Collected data

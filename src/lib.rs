pub mod aggregation;
pub mod analyzer;
pub mod classifier;
pub mod config;
pub mod error;
pub mod ingestion;
pub mod quantity;
pub mod report;

pub use aggregation::{
    aggregate, AggregationEngine, AllowList, GlobalProductAggregate, IngestStats, ProductAggregate,
    ProductTally, SalesReport, ShopAggregate,
};
pub use analyzer::SalesAnalyzer;
pub use classifier::{classify, RowClass, RowClassifier, SummaryMatch};
pub use config::AnalyzerConfig;
pub use error::{Result, SalesError};
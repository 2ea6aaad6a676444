// Extract Thumbnail Tool

use super::{IoTool, ToolError, ToolInput};
use crate::codec::GbxNode;
use crate::data::{BinPayload, ToolOutput};
use crate::progress::ToolContext;

/// Pulls the thumbnail out of a map, or the icon out of a collector item.
/// Registered header-only, both images live in the Gbx header.
pub struct ExtractThumbnailTool;

impl ExtractThumbnailTool {
	pub const ID: &'static str = "extract-thumbnail";

	pub fn new() -> Self {
		Self
	}
}

impl Default for ExtractThumbnailTool {
	fn default() -> Self {
		Self::new()
	}
}

#[async_trait::async_trait]
impl IoTool for ExtractThumbnailTool {
	async fn process(&self, input: ToolInput, _cx: &ToolContext) -> Result<Vec<ToolOutput>, ToolError> {
		let gbx = input.into_parsed(Self::ID)?;
		let path = gbx.path.as_deref().unwrap_or("unknown");

		// Nodes without an image, and node kinds that cannot carry one,
		// produce no output rather than an error.
		let output = match &gbx.node {
			GbxNode::Map(map) => map
				.thumbnail
				.clone()
				.map(|thumbnail| BinPayload::new(format!("{path}.jpg"), thumbnail)),
			GbxNode::Item(item) => item
				.icon
				.clone()
				.map(|icon| BinPayload::new(format!("{path}.png"), icon)),
			_ => None,
		};

		Ok(output.into_iter().map(ToolOutput::from).collect())
	}
}
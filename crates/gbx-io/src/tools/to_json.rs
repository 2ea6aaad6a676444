// Gbx to JSON Tool

use super::{IoTool, ToolError, ToolInput};
use crate::data::{TextPayload, ToolOutput};
use crate::progress::ToolContext;

/// Dumps a parsed Gbx node as pretty-printed JSON.
pub struct GbxToJsonTool;

impl GbxToJsonTool {
	pub const ID: &'static str = "gbx-to-json";

	pub fn new() -> Self {
		Self
	}
}

impl Default for GbxToJsonTool {
	fn default() -> Self {
		Self::new()
	}
}

#[async_trait::async_trait]
impl IoTool for GbxToJsonTool {
	async fn process(&self, input: ToolInput, _cx: &ToolContext) -> Result<Vec<ToolOutput>, ToolError> {
		let gbx = input.into_parsed(Self::ID)?;

		let json = serde_json::to_string_pretty(&gbx)
			.map_err(|err| ToolError::Failed(format!("failed to render gbx as json: {err}")))?;

		Ok(vec![TextPayload::new(gbx.path, json, "json").into()])
	}
}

Work to complete
Copy out the records above exactly and completely.

Response to the exercise
filename src/lib.rs
pub mod aggregation;
pub mod analyzer;
pub mod classifier;
pub mod config;
pub mod error;
pub mod ingestion;
pub mod quantity;
pub mod report;

pub use aggregation::{
    aggregate, AggregationEngine, AllowList, GlobalProductAggregate, IngestStats, ProductAggregate,
    ProductTally, SalesReport, ShopAggregate,
};
pub use analyzer::SalesAnalyzer;
pub use classifier::{classify, RowClass, RowClassifier, SummaryMatch};
pub use config::AnalyzerConfig;
pub use error::{Result, SalesError};
repository 2ea6aaad6a676444
// Extract Thumbnail Tool

use super::{IoTool, ToolError, ToolInput};
use crate::codec::GbxNode;
use crate::data::{BinPayload, ToolOutput};
use crate::progress::ToolContext;

/// Pulls the thumbnail out of a map, or the icon out of a collector item.
/// Registered header-only, both images live in the Gbx header.
pub struct ExtractThumbnailTool;

impl ExtractThumbnailTool {
	pub const ID: &'static str = "extract-thumbnail";

	pub fn new() -> Self {
		Self
	}
}

impl Default for ExtractThumbnailTool {
	fn default() -> Self {
		Self::new()
	}
}

#[async_trait::async_trait]
impl IoTool for ExtractThumbnailTool {
	async fn process(&self, input: ToolInput, _cx: &ToolContext) -> Result<Vec<ToolOutput>, ToolError> {
		let gbx = input.into_parsed(Self::ID)?;
		let path = gbx.path.as_deref().unwrap_or("unknown");

		// Nodes without an image, and node kinds that cannot carry one,
		// produce no output rather than an error.
		let output = match &gbx.node {
			GbxNode::Map(map) => map
				.thumbnail
				.clone()
				.map(|thumbnail| BinPayload::new(format!("{path}.jpg"), thumbnail)),
			GbxNode::Item(item) => item
				.icon
				.clone()
				.map(|icon| BinPayload::new(format!("{path}.png"), icon)),
			_ => None,
		};

		Ok(output.into_iter().map(ToolOutput::from).collect())
	}
}
filename crates/gbx-io/src/tools/to_json.rs
repository 2ea6aaad6a676444
// Gbx to JSON Tool

use super::{IoTool, ToolError, ToolInput};
use crate::data::{TextPayload, ToolOutput};
use crate::progress::ToolContext;

/// Dumps a parsed Gbx node as pretty-printed JSON.
pub struct GbxToJsonTool;

impl GbxToJsonTool {
	pub const ID: &'static str = "gbx-to-json";

	pub fn new() -> Self {
		Self
	}
}

impl Default for GbxToJsonTool {
	fn default() -> Self {
		Self::new()
	}
}

#[async_trait::async_trait]
impl IoTool for GbxToJsonTool {
	async fn process(&self, input: ToolInput, _cx: &ToolContext) -> Result<Vec<ToolOutput>, ToolError> {
		let gbx = input.into_parsed(Self::ID)?;

		let json = serde_json::to_string_pretty(&gbx)
			.map_err(|err| ToolError::Failed(format!("failed to render gbx as json: {err}")))?;

		Ok(vec![TextPayload::new(gbx.path, json, "json").into()])
	}
}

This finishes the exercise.